TB is a treatable and curable disease. Active, drug-sensitive TB disease is treated with a standard six-month course of four antimicrobial drugs that are provided with information, supervision and support to the patient by a health worker or trained volunteer. Without such supervision and support, treatment adherence can be difficult and the disease can spread. The vast majority of TB cases can be cured when medicines are provided and taken properly.
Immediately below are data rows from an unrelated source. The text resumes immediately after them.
// Copyright 2025-present Harīṣh Tummalachērla
// SPDX-License-Identifier: Apache-2.0

//! Read-only permission queries against a certificate.
//!
//! Two families of checks:
//!
//! - `get_*` / `verify_*` answer with exact key matches. Absence is a normal
//!   result (`None` / `false`), never an error. `verify_*` optionally takes a
//!   [`BlockUsage`] to also require that the cooldown has elapsed.
//! - `validate_*` treat the wildcard entries (`"*"` names, the all-zero
//!   address) as catch-alls and explain refusals with a [`ValidationErr`].
//!   An exactly named entry always wins over a wildcard.

use crate::error::{Domain, ValidationErr};
use crate::types::{
    Cennznut, ContractAddress, ContractPermission, Method, Module, WILDCARD, WILDCARD_ADDRESS,
};

/// Chain heights needed to judge whether a cooldown has elapsed.
///
/// The certificate does not track usage; whoever enforces cooldowns records
/// when a permission was last used and passes it in here.
#[derive(Debug, Clone, Copy, PartialEq, Eq)]
pub struct BlockUsage {
    pub current_height: u64,
    /// Height of the previous use, `None` if the permission was never used.
    pub last_used_height: Option<u64>,
}

impl BlockUsage {
    pub fn never_used(current_height: u64) -> Self {
        Self {
            current_height,
            last_used_height: None,
        }
    }

    pub fn last_used(current_height: u64, last_used_height: u64) -> Self {
        Self {
            current_height,
            last_used_height: Some(last_used_height),
        }
    }

    /// True when at least `cooldown` blocks separate the last use from now.
    pub fn allows(&self, cooldown: u32) -> bool {
        if cooldown == 0 {
            return true;
        }
        match self.last_used_height {
            None => true,
            Some(last) => self
                .current_height
                .checked_sub(last)
                .is_some_and(|elapsed| elapsed >= u64::from(cooldown)),
        }
    }
}

impl Module {
    /// Returns the method, falling back to a wildcard method.
    pub fn find_method(&self, name: &str) -> Option<&Method> {
        self.get_method(name).or_else(|| self.get_method(WILDCARD))
    }
}

impl Cennznut {
    /// Returns the module with exactly this name.
    pub fn get_module(&self, name: &str) -> Option<&Module> {
        self.modules().iter().find(|m| m.name == name)
    }

    /// Returns the contract permission for exactly this address.
    pub fn get_contract(&self, address: &ContractAddress) -> Option<&ContractPermission> {
        self.contracts().iter().find(|c| &c.address == address)
    }

    /// True iff the certificate lists `address`, and, when `usage` is given,
    /// its cooldown has elapsed.
    pub fn verify_contract(&self, address: &ContractAddress, usage: Option<BlockUsage>) -> bool {
        match self.get_contract(address) {
            Some(contract) => usage.is_none_or(|u| u.allows(contract.cooldown_blocks())),
            None => false,
        }
    }

    /// True iff the certificate lists `method` under `module`, and, when
    /// `usage` is given, both the module and the method cooldown have elapsed.
    pub fn verify_method(&self, module: &str, method: &str, usage: Option<BlockUsage>) -> bool {
        let Some(module) = self.get_module(module) else {
            return false;
        };
        let Some(method) = module.get_method(method) else {
            return false;
        };
        usage.is_none_or(|u| {
            u.allows(module.cooldown_blocks()) && u.allows(method.cooldown_blocks())
        })
    }

    /// Returns the module, falling back to a wildcard module.
    pub fn find_module(&self, name: &str) -> Option<&Module> {
        self.get_module(name).or_else(|| self.get_module(WILDCARD))
    }

    /// Returns the contract, falling back to the wildcard address.
    pub fn find_contract(&self, address: &ContractAddress) -> Option<&ContractPermission> {
        self.get_contract(address)
            .or_else(|| self.get_contract(&WILDCARD_ADDRESS))
    }

    /// Check the certificate grants `module::method`, honouring wildcards.
    pub fn validate_module(&self, module: &str, method: &str) -> Result<(), ValidationErr> {
        let module = self
            .find_module(module)
            .ok_or(ValidationErr::NoPermission(Domain::Module))?;
        module
            .find_method(method)
            .map(|_| ())
            .ok_or(ValidationErr::NoPermission(Domain::Method))
    }

    /// Check the certificate grants access to `address`, honouring the
    /// wildcard address.
    pub fn validate_contract(&self, address: &ContractAddress) -> Result<(), ValidationErr> {
        self.find_contract(address)
            .map(|_| ())
            .ok_or(ValidationErr::NoPermission(Domain::Contract))
    }
}
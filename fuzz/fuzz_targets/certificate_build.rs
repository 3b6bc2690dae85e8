// Copyright 2025-present Harīṣh Tummalachērla
// SPDX-License-Identifier: Apache-2.0

//! Structured certificate construction.
//!
//! Raw bytes rarely get past the version and count checks, so this target
//! builds certificates from arbitrary typed parts instead. Whatever
//! construction accepts must encode (if it has modules) and decode back to
//! an equal certificate.

#![no_main]

use arbitrary::Arbitrary;
use cennznut::{Cennznut, CodecError, ContractPermission, EntryKind, Method, Module};
use libfuzzer_sys::fuzz_target;

#[derive(Debug, Arbitrary)]
struct FuzzMethod {
    name: String,
    cooldown: Option<u32>,
    constraints: Option<Vec<u8>>,
}

#[derive(Debug, Arbitrary)]
struct FuzzModule {
    name: String,
    cooldown: Option<u32>,
    methods: Vec<FuzzMethod>,
}

#[derive(Debug, Arbitrary)]
struct FuzzInput {
    modules: Vec<FuzzModule>,
    contracts: Vec<([u8; 32], Option<u32>)>,
}

fuzz_target!(|input: FuzzInput| {
    let modules = input
        .modules
        .into_iter()
        .map(|m| Module {
            name: m.name,
            block_cooldown: m.cooldown,
            methods: m
                .methods
                .into_iter()
                .map(|f| Method {
                    name: f.name,
                    block_cooldown: f.cooldown,
                    constraints: f.constraints,
                })
                .collect(),
        })
        .collect();
    let contracts = input
        .contracts
        .into_iter()
        .map(|(address, block_cooldown)| ContractPermission {
            address,
            block_cooldown,
        })
        .collect();

    let Ok(cennznut) = Cennznut::new(modules, contracts) else {
        return;
    };

    match cennznut.encode() {
        Ok(bytes) => {
            let decoded = Cennznut::decode(&bytes).expect("an encoded certificate decodes");
            assert_eq!(decoded, cennznut);
        }
        Err(err) => {
            // Construction accepts everything except an empty module list.
            assert!(cennznut.modules().is_empty());
            assert_eq!(
                err,
                CodecError::EmptyCollection {
                    kind: EntryKind::Module
                }
            );
        }
    }
});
Since 1995, over 51 million people have been successfully treated and an estimated 20 million lives saved through use of DOTS and the Stop TB Strategy recommended by WHO and described below.
TB and HIV
At least one-third of the 34 million people living with HIV worldwide are infected with TB bacteria, although not yet ill with active TB. People living with HIV and infected with TB are 21 to 34 times more likely to develop active TB disease than people without HIV.
HIV and TB form a lethal combination, each speeding the other’s progress. Someone who is infected with HIV and TB is much more likely to become sick with active TB. In 2011 about 430 000 people died of HIV-associated TB. Almost 25% of deaths among people with HIV are due to TB. In 2011 there were an estimated 1.1 million new cases of HIV-positive new TB cases, 79% of whom were living in Africa.
As noted below, WHO recommends a 12-component approach to integrated TB-HIV services, including actions for prevention and treatment of infection and disease, to reduce deaths. Through the implementation of this approach, an estimated 1.3 million lives were saved globally between 2005 and 2011.
Standard anti-TB drugs have been used for decades, and resistance to the medicines is growing. Disease strains that are resistant to a single anti-TB drug have been documented in every country surveyed.
Multidrug-resistant tuberculosis (MDR-TB) is a form of TB caused by bacteria that do not respond to, at least, isoniazid and rifampicin, the two most powerful, first-line (or standard) anti-TB drugs.
The primary cause of MDR-TB is inappropriate treatment. Inappropriate or incorrect use of anti-TB drugs, or use of poor quality medicines, can all cause drug resistance.
Disease caused by resistant bacteria fails to respond to conventional, first-line treatment. MDR-TB is treatable and curable by using second-line drugs. However second-line treatment options are limited and recommended medicines are not always available. The extensive chemotherapy required (up to two years of treatment) is more costly and can produce severe adverse drug reactions in patients.
In some cases more severe drug resistance can develop. Extensively drug-resistant TB, XDR-TB, is a form of multi-drug resistant tuberculosis that responds to even fewer available medicines, including the most effective second-line anti-TB drugs.
There were about 310 000 cases of MDR-TB among notified TB patients with pulmonary TB in the world in 2011. Almost 60% of these cases were in India, China and the Russian Federation. It is estimated that about 9% of MDR-TB cases had XDR-TB.